You Again?: Sawyer Brown, "Desperado Troubadours"

It's like the early '90s never ended

You Again?: Sawyer Brown, "Desperado Troubadours"
Not pictured: The skull's cowboy hat

You can't read or write about rock music for more than a couple of weeks without being handed a reason to relitigate the Great Career Die-Off of the Early '90s, when the comet of grunge struck the charts and a whole bunch of previously platinum acts suddenly fell out of fashion and blah blah blah you already know all of this. What's still kind of interesting, though, is how much attention is traditionally paid to the way all this impacted the AOR format, and how little is often paid to its effects on mainstream country music.

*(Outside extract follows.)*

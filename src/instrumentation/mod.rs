pub mod logger;

pub use logger::{RunLog, RunLogger, StepLog, SEARCH_LOG_FILE};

Much like rock, country was in a time of transition as the '80s clicked over into the '90s. With the Urban Cowboy-era crossover success of artists like Kenny Rogers firmly in the rearview mirror, and a rising wall between trad acts like Willie Nelson and the upper reaches of the Top 200 Albums chart, a sales vacuum opened, leaving room for younger performers with a new approach to an established sound. That wave started to break toward the mid-'80s with the arrival of Lyle Lovett, Foster & Lloyd, and the like; by the end of the decade, it was really making its presence felt with a chart brigade led by Garth Brooks, whose ascension would be fully cemented with the monster success of 1991's Ropin' the Wind.

During Brooks' first flush of mainstream stardom, much was made of the way he tried to bridge the (perceived) gap between rock and country in his stage show, which cribbed unabashedly from the heavily showmanship-dependent AOR playbook — particularly the pages written by Kiss, who he'd ultimately cover for the all-star 1994 Kiss My Ass tribute album. Brooks was a visionary in a number of ways, and this was certainly one of them — not just because it freed up emerging country artists to flirt with rock tropes in more obvious and less self-conscious ways, but because it presaged the looming mass migration of rockers from L.A. and New York to Nashville. All these factors combined to rewrite the rules for modern country, exerting a profound impact on the artificial lines between genres in the process.